| Exercise brief |
Begin at the first line below and copy each line exactly, ending with the line where "fn kind(&self) ->" appears.

| Data supplied |

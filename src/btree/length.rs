// Length - persistent counter kept next to a tree
// Counting a large tree walks every bucket, so applications keep the count
// themselves. Concurrent changes merge by adding both deltas.

use std::rc::Rc;

use crate::error::{BTreeError, Result};
use crate::persistence::{DataManager, Handle, NodeBody};
use crate::state::{Datum, NodeKind};

#[derive(Debug, Default)]
pub struct LengthData {
    value: i64,
}

impl NodeBody for LengthData {
    fn empty(_kind: NodeKind) -> Self {
        Self::default()
    }

    fn kind(&self) -> NodeKind {
        NodeKind::Length
    }

    fn to_state(&self) -> Result<Datum> {
        Ok(Datum::Int(self.value))
    }

    fn set_state(&mut self, state: &Datum, _jar: Option<&Rc<dyn DataManager>>) -> Result<()> {
        self.value = state_value(state)?;
        Ok(())
    }

    fn clear(&mut self) {
        self.value = 0;
    }
}

fn state_value(state: &Datum) -> Result<i64> {
    match state {
        Datum::Int(value) => Ok(*value),
        Datum::UInt(value) => i64::try_from(*value)
            .map_err(|_| BTreeError::InvalidState(format!("length {value} out of range"))),
        other => Err(BTreeError::InvalidState(format!(
            "length state must be an integer, got {}",
            other.type_name()
        ))),
    }
}

/// Application-maintained element count
#[derive(Debug, Clone)]
pub struct Length {
    handle: Handle<LengthData>,
}

impl Default for Length {
    fn default() -> Self {
        Self::new(0)
    }
}

impl Length {
    pub fn new(value: i64) -> Self {
        Self {
            handle: Handle::new(LengthData { value }),
        }
    }

    pub fn from_handle(handle: Handle<LengthData>) -> Self {
        Self { handle }
    }

    pub fn handle(&self) -> &Handle<LengthData> {
        &self.handle
    }

    pub fn value(&self) -> Result<i64> {
        let pin = self.handle.use_node()?;
        let value = pin.body()?.value;
        Ok(value)
    }

    pub fn set(&self, value: i64) -> Result<()> {
        let pin = self.handle.use_node()?;
        pin.body_mut()?.value = value;
        pin.changed()
    }

    pub fn change(&self, delta: i64) -> Result<()> {
        let pin = self.handle.use_node()?;
        {
            let mut body = pin.body_mut()?;
            body.value = body.value.wrapping_add(delta);
        }
        pin.changed()
    }

    /// `committed + new - old`
    pub fn resolve_conflict(old: &Datum, committed: &Datum, new: &Datum) -> Result<Datum> {
        let old = state_value(old)?;
        let committed = state_value(committed)?;
        let new = state_value(new)?;
        Ok(Datum::Int(committed.wrapping_add(new).wrapping_sub(old)))
    }
}

#[cfg(test)]
mod tests {
    use super::*;
    use crate::persistence::{MemoryJar, PersistentStatus};

    #[test]
    fn test_change_and_set() {
        let length = Length::default();
        length.change(5).unwrap();
        length.change(-2).unwrap();
        assert_eq!(length.value().unwrap(), 3);
        length.set(10).unwrap();
        assert_eq!(length.value().unwrap(), 10);
    }

    #[test]
    fn test_conflict_adds_both_deltas() {
        let merged =
            Length::resolve_conflict(&Datum::Int(10), &Datum::Int(13), &Datum::Int(9)).unwrap();
        assert_eq!(merged, Datum::Int(12));
        assert!(Length::resolve_conflict(&Datum::None, &Datum::Int(1), &Datum::Int(1)).is_err());
    }

    #[test]
    fn test_persists_through_jar() -> anyhow::Result<()> {
        let jar = MemoryJar::new();
        let length = Length::new(4);
        let oid = jar.add(length.handle())?;
        jar.commit()?;
        length.change(1)?;
        assert_eq!(length.handle().status(), PersistentStatus::Changed);
        jar.commit()?;

        let reopened = jar.reopen();
        let loaded = Length::from_handle(reopened.get::<LengthData>(oid, NodeKind::Length)?);
        assert!(loaded.handle().is_ghost());
        assert_eq!(loaded.value()?, 5);
        Ok(())
    }
}
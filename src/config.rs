// Fanout configuration
// Trees take their split thresholds from the key/value types unless a
// `TreeConfig` overrides them. Child nodes created by splits inherit the
// configuration of the node they were split from.

use anyhow::{ensure, Context};
use serde::{Deserialize, Serialize};
use std::path::Path;

use crate::contracts::{KeyOrdering, ValueCodec};

/// Split thresholds; `None` falls back to the type defaults
#[derive(Debug, Clone, Copy, Default, PartialEq, Eq, Serialize, Deserialize)]
pub struct TreeConfig {
    #[serde(default)]
    pub max_leaf_size: Option<usize>,
    #[serde(default)]
    pub max_internal_size: Option<usize>,
}

/// Resolved thresholds for one key/value instantiation
#[derive(Debug, Clone, Copy, PartialEq, Eq)]
pub struct Limits {
    pub leaf: usize,
    pub internal: usize,
}

#[derive(Debug, Deserialize)]
struct ConfigFile {
    #[serde(default)]
    tree: TreeConfig,
}

impl TreeConfig {
    pub fn new(max_leaf_size: Option<usize>, max_internal_size: Option<usize>) -> Self {
        Self {
            max_leaf_size,
            max_internal_size,
        }
    }

    /// Parse a `[tree]` table from TOML text
    pub fn from_toml_str(content: &str) -> anyhow::Result<Self> {
        let file: ConfigFile = toml::from_str(content).context("invalid tree configuration")?;
        file.tree.validate()?;
        Ok(file.tree)
    }

    /// Load configuration from TOML file
    pub fn from_file(path: impl AsRef<Path>) -> anyhow::Result<Self> {
        let path = path.as_ref();
        let content = std::fs::read_to_string(path)
            .with_context(|| format!("cannot read {}", path.display()))?;
        Self::from_toml_str(&content)
    }

    /// Override thresholds from `PBTREES_MAX_LEAF_SIZE` and
    /// `PBTREES_MAX_INTERNAL_SIZE`
    pub fn with_env_overrides(mut self) -> anyhow::Result<Self> {
        if let Ok(leaf) = std::env::var("PBTREES_MAX_LEAF_SIZE") {
            self.max_leaf_size = Some(leaf.parse().context("PBTREES_MAX_LEAF_SIZE")?);
        }
        if let Ok(internal) = std::env::var("PBTREES_MAX_INTERNAL_SIZE") {
            self.max_internal_size =
                Some(internal.parse().context("PBTREES_MAX_INTERNAL_SIZE")?);
        }
        self.validate()?;
        Ok(self)
    }

    pub fn validate(&self) -> anyhow::Result<()> {
        if let Some(leaf) = self.max_leaf_size {
            ensure!(leaf >= 1, "max_leaf_size must be at least 1, got {leaf}");
        }
        if let Some(internal) = self.max_internal_size {
            ensure!(
                internal >= 2,
                "max_internal_size must be at least 2, got {internal}"
            );
        }
        Ok(())
    }

    /// Thresholds for `K`/`V`, with type defaults filling the gaps
    pub fn limits<K: KeyOrdering, V: ValueCodec>(&self) -> Limits {
        Limits {
            leaf: self.max_leaf_size.unwrap_or_else(K::bucket_size_for::<V>).max(1),
            internal: self.max_internal_size.unwrap_or(K::TREE_SIZE).max(2),
        }
    }
}

#[cfg(test)]
mod tests {
    use super::*;
    use crate::types::Object;

    #[test]
    fn test_type_defaults() {
        let config = TreeConfig::default();
        assert_eq!(config.limits::<i64, i64>(), Limits { leaf: 120, internal: 500 });
        assert_eq!(config.limits::<i64, Object>(), Limits { leaf: 60, internal: 500 });
        assert_eq!(config.limits::<Object, Object>(), Limits { leaf: 30, internal: 250 });
    }

    #[test]
    fn test_toml_parsing() {
        let config = TreeConfig::from_toml_str("[tree]\nmax_leaf_size = 3\n").unwrap();
        assert_eq!(config.max_leaf_size, Some(3));
        assert_eq!(config.max_internal_size, None);
        assert_eq!(config.limits::<i32, i32>().internal, 500);

        assert!(TreeConfig::from_toml_str("[tree]\nmax_internal_size = 1\n").is_err());
        assert_eq!(TreeConfig::from_toml_str("").unwrap(), TreeConfig::default());
    }

    #[test]
    fn test_from_file() -> anyhow::Result<()> {
        let dir = tempfile::tempdir()?;
        let path = dir.path().join("pbtrees.toml");
        std::fs::write(&path, "[tree]\nmax_leaf_size = 8\nmax_internal_size = 4\n")?;
        let config = TreeConfig::from_file(&path)?;
        assert_eq!(config, TreeConfig::new(Some(8), Some(4)));
        assert!(TreeConfig::from_file(dir.path().join("missing.toml")).is_err());
        Ok(())
    }
}
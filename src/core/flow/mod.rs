//! Task-graph construction and execution.

pub mod dot;
pub mod explain;
pub mod graph;
pub mod parameter;
pub mod runner;
pub mod task;

pub use dot::flow_to_dot;
pub use explain::{build_explain_output, ExplainOutput};
pub use graph::{Branch, EdgeKind, FlowBuilder, FlowGraph};
pub use parameter::{
    parse_assignment, parse_assignment_for, resolve_parameters, ParameterKind, ParameterSpec,
    ParameterValues,
};
pub use runner::{
    FlowRunner, RunResult, RunStatus, RunnerConfig, SkipReason, TaskRecord, TaskState,
};
pub use task::{Input, TaskContext, TaskFn, TaskInputs, TaskSpec, Trigger};
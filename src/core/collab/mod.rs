//! Collaborators handed to task bodies: secrets, notifications, and external commands.

pub mod command;
pub mod notify;
pub mod secrets;

pub use command::{CommandOutput, CommandRequest, CommandRunner, TokioCommandRunner};
pub use notify::{LogSink, MemorySink, Notification, NotificationSink, WebhookSink};
pub use secrets::{EnvSecrets, SecretsProvider, StaticSecrets};
use super::HomeflowConfig;
use crate::core::error::ConfigError;
use crate::core::schedule::CronSchedule;
use std::env;
use std::path::{Path, PathBuf};

pub const DEFAULT_CONFIG_FILE: &str = "homeflow.toml";

pub struct ConfigLoader;

impl ConfigLoader {
    /// Load configuration, apply environment overrides, and validate.
    ///
    /// An explicit `path` must exist; the default `homeflow.toml` in the working
    /// directory may be absent, in which case defaults are used.
    pub fn load(path: Option<&Path>) -> Result<HomeflowConfig, ConfigError> {
        let mut config = match path {
            Some(path) => Self::load_from_file(path)?.ok_or_else(|| ConfigError::Read {
                path: path.to_path_buf(),
                source: std::io::Error::new(std::io::ErrorKind::NotFound, "file not found"),
            })?,
            None => Self::load_from_file(&PathBuf::from(DEFAULT_CONFIG_FILE))?.unwrap_or_default(),
        };

        Self::apply_env_overrides(&mut config);
        Self::validate_config(&config)?;
        Ok(config)
    }

    /// Load config from a specific file path.
    /// Returns Ok(None) if the file doesn't exist.
    pub fn load_from_file(path: &Path) -> Result<Option<HomeflowConfig>, ConfigError> {
        if !path.exists() {
            return Ok(None);
        }

        let content = std::fs::read_to_string(path).map_err(|source| ConfigError::Read {
            path: path.to_path_buf(),
            source,
        })?;

        let config: HomeflowConfig =
            toml::from_str(&content).map_err(|source| ConfigError::Parse {
                path: path.to_path_buf(),
                source,
            })?;

        tracing::debug!(path = %path.display(), "configuration file loaded");
        Ok(Some(config))
    }

    /// Environment variables take precedence over config file values.
    /// Unparseable numbers are ignored with a warning.
    pub fn apply_env_overrides(config: &mut HomeflowConfig) {
        if let Some(limit) = env_usize("HOMEFLOW_PARALLEL_LIMIT") {
            config.runner.parallel_limit = limit;
        }

        if let Some(concurrency) = env_usize("HOMEFLOW_MAP_CONCURRENCY") {
            config.runner.map_concurrency = concurrency;
        }

        if let Ok(url) = env::var("HOMEFLOW_NOTIFY_WEBHOOK_URL") {
            config.notify.webhook_url = Some(url).filter(|url| !url.trim().is_empty());
        }

        if let Ok(prefix) = env::var("HOMEFLOW_SECRETS_PREFIX") {
            config.secrets.prefix = prefix;
        }
    }

    /// Get documentation for supported environment variables
    pub fn env_var_documentation() -> &'static [&'static str] {
        &[
            "HOMEFLOW_PARALLEL_LIMIT - Override tasks launched per tick (default: 4)",
            "HOMEFLOW_MAP_CONCURRENCY - Override concurrent children of a mapped task (default: 4)",
            "HOMEFLOW_NOTIFY_WEBHOOK_URL - Override the notification relay URL (empty disables it)",
            "HOMEFLOW_SECRETS_PREFIX - Prefix for secret environment variables (default: none)",
            "HOMEFLOW_LOG_DIR - Override the log directory (default: .homeflow/logs)",
            "HOMEFLOW_CONSOLE_OUTPUT - Console log target: stdout, stderr or none",
            "HOMEFLOW_LOG_FORMAT - Log file format: text or json (default: text)",
        ]
    }

    /// Validate configuration values
    pub fn validate_config(config: &HomeflowConfig) -> Result<(), ConfigError> {
        if config.runner.parallel_limit == 0 {
            return Err(ConfigError::Invalid(
                "runner.parallel_limit must be at least 1".to_string(),
            ));
        }

        if config.runner.map_concurrency == 0 {
            return Err(ConfigError::Invalid(
                "runner.map_concurrency must be at least 1".to_string(),
            ));
        }

        if let Some(url) = &config.notify.webhook_url {
            url::Url::parse(url).map_err(|err| {
                ConfigError::Invalid(format!("notify.webhook_url '{}': {}", url, err))
            })?;
        }

        for (job, schedule) in config.jobs.schedules() {
            if let Some(expr) = schedule {
                CronSchedule::parse(expr)?;
                tracing::debug!(job, schedule = expr, "schedule override accepted");
            }
        }

        let jobs = &config.jobs;
        for (key, value) in [
            ("jobs.blog-tweeter.twitter_api_url", &jobs.blog_tweeter.twitter_api_url),
            ("jobs.stock-summary.quotes_api_url", &jobs.stock_summary.quotes_api_url),
            ("jobs.liked-tweets.twitter_api_url", &jobs.liked_tweets.twitter_api_url),
            ("jobs.liked-tweets.search_url", &jobs.liked_tweets.search_url),
        ] {
            url::Url::parse(value)
                .map_err(|err| ConfigError::Invalid(format!("{} '{}': {}", key, value, err)))?;
        }

        if jobs.stock_summary.batch_size == 0 {
            return Err(ConfigError::Invalid(
                "jobs.stock-summary.batch_size must be at least 1".to_string(),
            ));
        }
        jobs.stock_summary.batch_pause()?;

        Ok(())
    }
}

fn env_usize(name: &str) -> Option<usize> {
    let raw = env::var(name).ok()?;
    match raw.trim().parse::<usize>() {
        Ok(value) => Some(value),
        Err(_) => {
            tracing::warn!(variable = name, value = %raw, "ignoring non-numeric override");
            None
        }
    }
}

| Response area |
filename src/btree/length.rs
// Length - persistent counter kept next to a tree
// Counting a large tree walks every bucket, so applications keep the count
// themselves. Concurrent changes merge by adding both deltas.

use std::rc::Rc;

use crate::error::{BTreeError, Result};
use crate::persistence::{DataManager, Handle, NodeBody};
use crate::state::{Datum, NodeKind};

#[derive(Debug, Default)]
pub struct LengthData {
    value: i64,
}

impl NodeBody for LengthData {
    fn empty(_kind: NodeKind) -> Self {
        Self::default()
    }

    fn kind(&self) -> NodeKind {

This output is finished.